(Data for this task Opens)
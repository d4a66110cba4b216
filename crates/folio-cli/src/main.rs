use std::io::{self, Write};
use std::path::PathBuf;

use clap::{Args, Parser, Subcommand};
use colored::Colorize;
use folio_config::{Config, ConfigManager, SettingsStore};
use folio_core::{ChatMessage, Role};
use folio_cli::{ChatWidget, RelayClient};

#[derive(Parser)]
#[command(name = "folio-cli")]
#[command(about = "Chat with a Folio site assistant from the terminal")]
#[command(version)]
struct Cli {
    #[arg(long, env = "FOLIO_SERVER_URL", default_value = "http://localhost:8081")]
    server_url: String,

    /// Name used in the greeting
    #[arg(long, env = "FOLIO_OWNER", default_value = "Berk")]
    owner: String,

    /// Enable debug mode
    #[arg(long, short, default_value = "false")]
    debug: bool,

    /// Server config file path [default: ~/.folio/config.json]
    #[arg(long, env = "FOLIO_CONFIG")]
    config: Option<String>,

    /// Client settings file path [default: ~/.folio/settings.json]
    #[arg(long, env = "FOLIO_SETTINGS")]
    settings: Option<String>,

    #[command(subcommand)]
    command: Commands,
}

#[derive(Subcommand)]
enum Commands {
    /// Start an interactive chat
    Chat,
    /// Send a single message and print the reply
    Send {
        /// Message content
        message: String,
    },
    /// Manage the stored API key
    Key(KeyArgs),
    /// Manage the server config file
    Config(ConfigArgs),
}

#[derive(Args, Clone)]
struct KeyArgs {
    #[command(subcommand)]
    command: KeyCommands,
}

#[derive(Subcommand, Clone)]
enum KeyCommands {
    /// Save an API key
    Set { key: String },
    /// Show whether a key is stored (masked)
    Show,
    /// Remove the stored key
    Clear,
}

#[derive(Args, Clone)]
struct ConfigArgs {
    #[command(subcommand)]
    command: ConfigCommands,
}

#[derive(Subcommand, Clone)]
enum ConfigCommands {
    /// Get a config value
    Get {
        /// Dotted key, e.g. server.port or chat.model
        key: String,
    },
    /// Set a config value
    Set {
        /// Dotted key, e.g. server.port or chat.model
        key: String,
        value: String,
    },
    /// Write the default config
    Init {
        /// Overwrite an existing file
        #[arg(long, default_value = "false")]
        force: bool,
    },
    /// Print the current config
    Show,
}

fn expand(path: &str) -> PathBuf {
    folio_config::expand_tilde(path).unwrap_or_else(|| PathBuf::from(path))
}

#[tokio::main]
async fn main() -> anyhow::Result<()> {
    let cli = Cli::parse();

    if cli.debug {
        tracing_subscriber::fmt()
            .with_env_filter("folio_cli=debug,folio_config=debug")
            .with_writer(io::stderr)
            .init();
        eprintln!("{}", format!("[DEBUG] Server URL: {}", cli.server_url).dimmed());
    }

    let store = match cli.settings.as_deref() {
        Some(path) => SettingsStore::new(expand(path)),
        None => SettingsStore::default_location()?,
    };

    match cli.command {
        Commands::Chat => {
            let client = RelayClient::new(&cli.server_url);
            if !client.health_check().await {
                println!(
                    "{}",
                    format!("Server at {} is not responding", client.base_url()).yellow()
                );
            }
            let widget = ChatWidget::open(client, store, &cli.owner).await?;
            run_interactive_chat(widget).await
        }
        Commands::Send { message } => {
            let client = RelayClient::new(&cli.server_url);
            let mut widget = ChatWidget::open(client, store, &cli.owner).await?;
            if let Some(reply) = widget.send(&message).await {
                print_message(reply);
            }
            Ok(())
        }
        Commands::Key(args) => handle_key(args, store).await,
        Commands::Config(args) => handle_config(args, cli.config.as_deref()).await,
    }
}

fn print_message(message: &ChatMessage) {
    match message.role() {
        Role::User => println!("{} {}", "You:".cyan().bold(), message.content()),
        Role::Assistant => println!("{} {}", "Assistant:".green().bold(), message.content()),
        Role::System => {}
    }
}

async fn run_interactive_chat(mut widget: ChatWidget) -> anyhow::Result<()> {
    println!("{}", "Folio Chat".cyan().bold());
    println!(
        "{}",
        "Commands: /clear, /key <api-key>, exit".dimmed()
    );
    if !widget.has_api_key() {
        println!("{}", "No API key stored yet, set one with /key <api-key>".yellow());
    }
    println!();

    for message in widget.visible_messages() {
        print_message(message);
    }

    loop {
        print!("{} ", "You:".cyan().bold());
        io::stdout().flush()?;

        let mut input = String::new();
        if io::stdin().read_line(&mut input)? == 0 {
            break;
        }
        let input = input.trim();

        if input.eq_ignore_ascii_case("exit") || input.eq_ignore_ascii_case("quit") {
            println!("{}", "Goodbye!".cyan());
            break;
        }

        if input.is_empty() {
            continue;
        }

        if input == "/clear" {
            widget.clear();
            if let Some(greeting) = widget.session().last() {
                print_message(greeting);
            }
            continue;
        }

        if let Some(key) = input.strip_prefix("/key") {
            let key = key.trim();
            if key.is_empty() {
                println!("{}", "Usage: /key <api-key>".yellow());
            } else if let Err(e) = widget.save_api_key(key).await {
                println!("{}", format!("Failed to save API key: {}", e).red());
            } else {
                println!("{}", "API key saved".green());
            }
            continue;
        }

        if let Some(reply) = widget.send(input).await {
            print_message(reply);
        }
        println!();
    }

    Ok(())
}

async fn handle_key(args: KeyArgs, store: SettingsStore) -> anyhow::Result<()> {
    let mut settings = store.load().await?;

    match args.command {
        KeyCommands::Set { key } => {
            settings.set_api_key(key.trim());
            if settings.credential().is_none() {
                anyhow::bail!("API key must not be empty");
            }
            store.save(&settings).await?;
            println!("{}", format!("API key saved to {:?}", store.path()).green());
        }
        KeyCommands::Show => match settings.credential() {
            Some(key) => println!("{}", mask(key)),
            None => println!("{}", "No API key stored".yellow()),
        },
        KeyCommands::Clear => {
            settings.clear_api_key();
            store.save(&settings).await?;
            println!("{}", "API key removed".green());
        }
    }

    Ok(())
}

/// Keep only the last four characters visible
fn mask(key: &str) -> String {
    let chars: Vec<char> = key.chars().collect();
    if chars.len() <= 4 {
        return "*".repeat(chars.len());
    }
    let tail: String = chars[chars.len() - 4..].iter().collect();
    format!("{}{}", "*".repeat(chars.len() - 4), tail)
}

async fn handle_config(args: ConfigArgs, config_path: Option<&str>) -> anyhow::Result<()> {
    let config_path = match config_path {
        Some(path) => expand(path),
        None => ConfigManager::default_config_path()?,
    };

    match args.command {
        ConfigCommands::Get { key } => {
            let manager = ConfigManager::load(&config_path).await?;
            let config = manager.snapshot().await;

            match config.get_value(&key) {
                Some(value) => println!("{}", format!("{} = {}", key, value).green()),
                None => anyhow::bail!("Key not found: {}", key),
            }
        }
        ConfigCommands::Set { key, value } => {
            let manager = ConfigManager::load(&config_path).await?;
            manager.update(|config| config.set_value(&key, &value)).await?;
            println!("{}", format!("Set {} = {}", key, value).green());
        }
        ConfigCommands::Init { force } => {
            if config_path.exists() && !force {
                println!("{}", format!("Config already exists at {:?}", config_path).yellow());
                println!("{}", "Use --force to overwrite".dimmed());
                return Ok(());
            }

            let manager = ConfigManager::new(Config::default(), config_path.clone());
            manager.save().await?;
            println!("{}", format!("Config initialized at {:?}", config_path).green());
        }
        ConfigCommands::Show => {
            let manager = ConfigManager::load(&config_path).await?;
            let config = manager.snapshot().await;
            println!("{}", serde_json::to_string_pretty(&config)?);
        }
    }

    Ok(())
}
(Data for this task Closes)
Your task: From the data, list each line in which the string "Result" appears.

Written answer:
async fn main() -> anyhow::Result<()> {
async fn run_interactive_chat(mut widget: ChatWidget) -> anyhow::Result<()> {
async fn handle_key(args: KeyArgs, store: SettingsStore) -> anyhow::Result<()> {
async fn handle_config(args: ConfigArgs, config_path: Option<&str>) -> anyhow::Result<()> {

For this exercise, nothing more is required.